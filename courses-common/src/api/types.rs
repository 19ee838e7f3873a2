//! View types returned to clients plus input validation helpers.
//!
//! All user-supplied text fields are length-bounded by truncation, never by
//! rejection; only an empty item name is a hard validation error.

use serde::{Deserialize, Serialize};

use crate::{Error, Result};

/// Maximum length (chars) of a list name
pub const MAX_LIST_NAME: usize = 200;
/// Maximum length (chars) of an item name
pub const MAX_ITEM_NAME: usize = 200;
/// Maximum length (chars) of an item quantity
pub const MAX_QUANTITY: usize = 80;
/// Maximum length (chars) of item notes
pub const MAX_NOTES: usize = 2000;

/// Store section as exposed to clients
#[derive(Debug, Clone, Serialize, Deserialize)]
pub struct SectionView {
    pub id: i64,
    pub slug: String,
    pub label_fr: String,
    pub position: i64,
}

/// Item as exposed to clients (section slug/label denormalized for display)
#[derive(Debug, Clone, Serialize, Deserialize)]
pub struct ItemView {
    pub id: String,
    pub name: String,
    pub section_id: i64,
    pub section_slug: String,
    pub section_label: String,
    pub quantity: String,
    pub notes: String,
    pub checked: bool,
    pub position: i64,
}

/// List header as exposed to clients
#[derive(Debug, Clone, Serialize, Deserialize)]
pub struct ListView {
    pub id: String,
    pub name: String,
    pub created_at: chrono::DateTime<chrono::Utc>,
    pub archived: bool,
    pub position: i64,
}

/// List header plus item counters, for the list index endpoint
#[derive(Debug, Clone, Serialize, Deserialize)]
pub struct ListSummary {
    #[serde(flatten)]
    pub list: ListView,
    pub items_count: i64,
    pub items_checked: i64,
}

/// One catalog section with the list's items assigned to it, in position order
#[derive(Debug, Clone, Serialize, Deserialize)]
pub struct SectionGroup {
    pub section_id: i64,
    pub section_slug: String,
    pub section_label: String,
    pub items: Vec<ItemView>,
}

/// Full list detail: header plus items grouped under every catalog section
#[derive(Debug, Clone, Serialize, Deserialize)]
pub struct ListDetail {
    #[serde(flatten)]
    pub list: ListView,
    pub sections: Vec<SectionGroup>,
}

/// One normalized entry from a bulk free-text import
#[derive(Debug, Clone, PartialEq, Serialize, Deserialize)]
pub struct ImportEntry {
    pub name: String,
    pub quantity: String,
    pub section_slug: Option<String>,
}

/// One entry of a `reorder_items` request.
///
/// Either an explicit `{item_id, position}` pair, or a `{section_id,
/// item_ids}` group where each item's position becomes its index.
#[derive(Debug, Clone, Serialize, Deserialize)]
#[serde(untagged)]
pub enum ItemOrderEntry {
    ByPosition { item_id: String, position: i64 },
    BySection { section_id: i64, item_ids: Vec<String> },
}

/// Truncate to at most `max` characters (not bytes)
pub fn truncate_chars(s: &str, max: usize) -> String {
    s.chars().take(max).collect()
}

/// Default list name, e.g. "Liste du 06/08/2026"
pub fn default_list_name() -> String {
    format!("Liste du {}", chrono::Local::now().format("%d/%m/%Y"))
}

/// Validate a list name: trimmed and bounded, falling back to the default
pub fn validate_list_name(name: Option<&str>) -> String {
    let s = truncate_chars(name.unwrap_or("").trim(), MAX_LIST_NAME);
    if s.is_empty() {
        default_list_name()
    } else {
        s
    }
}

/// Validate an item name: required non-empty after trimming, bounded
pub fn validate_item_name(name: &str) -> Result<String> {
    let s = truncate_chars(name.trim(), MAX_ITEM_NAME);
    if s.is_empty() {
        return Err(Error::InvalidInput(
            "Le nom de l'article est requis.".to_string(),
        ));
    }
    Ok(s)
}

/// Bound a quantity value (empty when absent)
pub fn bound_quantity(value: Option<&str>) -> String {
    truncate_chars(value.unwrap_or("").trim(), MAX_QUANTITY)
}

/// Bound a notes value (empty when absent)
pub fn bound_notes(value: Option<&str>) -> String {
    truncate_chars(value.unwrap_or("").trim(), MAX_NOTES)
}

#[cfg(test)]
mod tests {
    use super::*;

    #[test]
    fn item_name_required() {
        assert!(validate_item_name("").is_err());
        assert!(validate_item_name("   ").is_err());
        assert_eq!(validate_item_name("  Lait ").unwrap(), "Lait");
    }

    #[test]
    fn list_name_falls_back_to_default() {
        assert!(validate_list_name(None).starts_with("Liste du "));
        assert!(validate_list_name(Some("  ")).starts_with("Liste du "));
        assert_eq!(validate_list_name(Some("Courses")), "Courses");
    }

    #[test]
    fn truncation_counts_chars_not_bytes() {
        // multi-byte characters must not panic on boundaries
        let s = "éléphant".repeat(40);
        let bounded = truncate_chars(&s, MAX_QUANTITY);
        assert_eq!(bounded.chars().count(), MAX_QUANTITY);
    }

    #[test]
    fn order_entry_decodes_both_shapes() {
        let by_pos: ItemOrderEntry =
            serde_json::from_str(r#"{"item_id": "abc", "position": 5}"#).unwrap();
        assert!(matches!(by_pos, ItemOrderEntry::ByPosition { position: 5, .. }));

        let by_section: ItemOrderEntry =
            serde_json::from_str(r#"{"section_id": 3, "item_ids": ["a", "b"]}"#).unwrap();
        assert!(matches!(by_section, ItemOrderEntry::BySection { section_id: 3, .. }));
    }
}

+ + + + +

» Description of the task
The full listing should be restated word for word.

» Written response
filename courses-common/src/api/types.rs
repository 19ee838e7f3873a2
//! View types returned to clients plus input validation helpers.
//!
//! All user-supplied text fields are length-bounded by truncation, never by
//! rejection; only an empty item name is a hard validation error.

use serde::{Deserialize, Serialize};

use crate::{Error, Result};

/// Maximum length (chars) of a list name
pub const MAX_LIST_NAME: usize = 200;
/// Maximum length (chars) of an item name
pub const MAX_ITEM_NAME: usize = 200;
/// Maximum length (chars) of an item quantity
pub const MAX_QUANTITY: usize = 80;
/// Maximum length (chars) of item notes
pub const MAX_NOTES: usize = 2000;

/// Store section as exposed to clients
#[derive(Debug, Clone, Serialize, Deserialize)]
pub struct SectionView {
    pub id: i64,
    pub slug: String,
    pub label_fr: String,
    pub position: i64,
}

/// Item as exposed to clients (section slug/label denormalized for display)
#[derive(Debug, Clone, Serialize, Deserialize)]
pub struct ItemView {
    pub id: String,
    pub name: String,
    pub section_id: i64,
    pub section_slug: String,
    pub section_label: String,
    pub quantity: String,
    pub notes: String,
    pub checked: bool,
    pub position: i64,
}

/// List header as exposed to clients
#[derive(Debug, Clone, Serialize, Deserialize)]
pub struct ListView {
    pub id: String,
    pub name: String,
    pub created_at: chrono::DateTime<chrono::Utc>,
    pub archived: bool,
    pub position: i64,
}

/// List header plus item counters, for the list index endpoint
#[derive(Debug, Clone, Serialize, Deserialize)]
pub struct ListSummary {
    #[serde(flatten)]
    pub list: ListView,
    pub items_count: i64,
    pub items_checked: i64,
}

/// One catalog section with the list's items assigned to it, in position order
#[derive(Debug, Clone, Serialize, Deserialize)]
pub struct SectionGroup {
    pub section_id: i64,
    pub section_slug: String,
    pub section_label: String,
    pub items: Vec<ItemView>,
}

/// Full list detail: header plus items grouped under every catalog section
#[derive(Debug, Clone, Serialize, Deserialize)]
pub struct ListDetail {
    #[serde(flatten)]
    pub list: ListView,
    pub sections: Vec<SectionGroup>,
}

/// One normalized entry from a bulk free-text import
#[derive(Debug, Clone, PartialEq, Serialize, Deserialize)]
pub struct ImportEntry {
    pub name: String,
    pub quantity: String,
    pub section_slug: Option<String>,
}

/// One entry of a `reorder_items` request.
///
/// Either an explicit `{item_id, position}` pair, or a `{section_id,
/// item_ids}` group where each item's position becomes its index.
#[derive(Debug, Clone, Serialize, Deserialize)]
#[serde(untagged)]
pub enum ItemOrderEntry {
    ByPosition { item_id: String, position: i64 },
    BySection { section_id: i64, item_ids: Vec<String> },
}

/// Truncate to at most `max` characters (not bytes)
pub fn truncate_chars(s: &str, max: usize) -> String {
    s.chars().take(max).collect()
}

/// Default list name, e.g. "Liste du 06/08/2026"
pub fn default_list_name() -> String {
    format!("Liste du {}", chrono::Local::now().format("%d/%m/%Y"))
}

/// Validate a list name: trimmed and bounded, falling back to the default
pub fn validate_list_name(name: Option<&str>) -> String {
    let s = truncate_chars(name.unwrap_or("").trim(), MAX_LIST_NAME);
    if s.is_empty() {
        default_list_name()
    } else {
        s
    }
}

/// Validate an item name: required non-empty after trimming, bounded
pub fn validate_item_name(name: &str) -> Result<String> {
    let s = truncate_chars(name.trim(), MAX_ITEM_NAME);
    if s.is_empty() {
        return Err(Error::InvalidInput(
            "Le nom de l'article est requis.".to_string(),
        ));
    }
    Ok(s)
}

/// Bound a quantity value (empty when absent)
pub fn bound_quantity(value: Option<&str>) -> String {
    truncate_chars(value.unwrap_or("").trim(), MAX_QUANTITY)
}

/// Bound a notes value (empty when absent)
pub fn bound_notes(value: Option<&str>) -> String {
    truncate_chars(value.unwrap_or("").trim(), MAX_NOTES)
}

#[cfg(test)]
mod tests {
    use super::*;

    #[test]
    fn item_name_required() {
        assert!(validate_item_name("").is_err());
        assert!(validate_item_name("   ").is_err());
        assert_eq!(validate_item_name("  Lait ").unwrap(), "Lait");
    }

    #[test]
    fn list_name_falls_back_to_default() {
        assert!(validate_list_name(None).starts_with("Liste du "));
        assert!(validate_list_name(Some("  ")).starts_with("Liste du "));
        assert_eq!(validate_list_name(Some("Courses")), "Courses");
    }

    #[test]
    fn truncation_counts_chars_not_bytes() {
        // multi-byte characters must not panic on boundaries
        let s = "éléphant".repeat(40);
        let bounded = truncate_chars(&s, MAX_QUANTITY);
        assert_eq!(bounded.chars().count(), MAX_QUANTITY);
    }

    #[test]
    fn order_entry_decodes_both_shapes() {
        let by_pos: ItemOrderEntry =
            serde_json::from_str(r#"{"item_id": "abc", "position": 5}"#).unwrap();
        assert!(matches!(by_pos, ItemOrderEntry::ByPosition { position: 5, .. }));

        let by_section: ItemOrderEntry =
            serde_json::from_str(r#"{"section_id": 3, "item_ids": ["a", "b"]}"#).unwrap();
        assert!(matches!(by_section, ItemOrderEntry::BySection { section_id: 3, .. }));
    }
}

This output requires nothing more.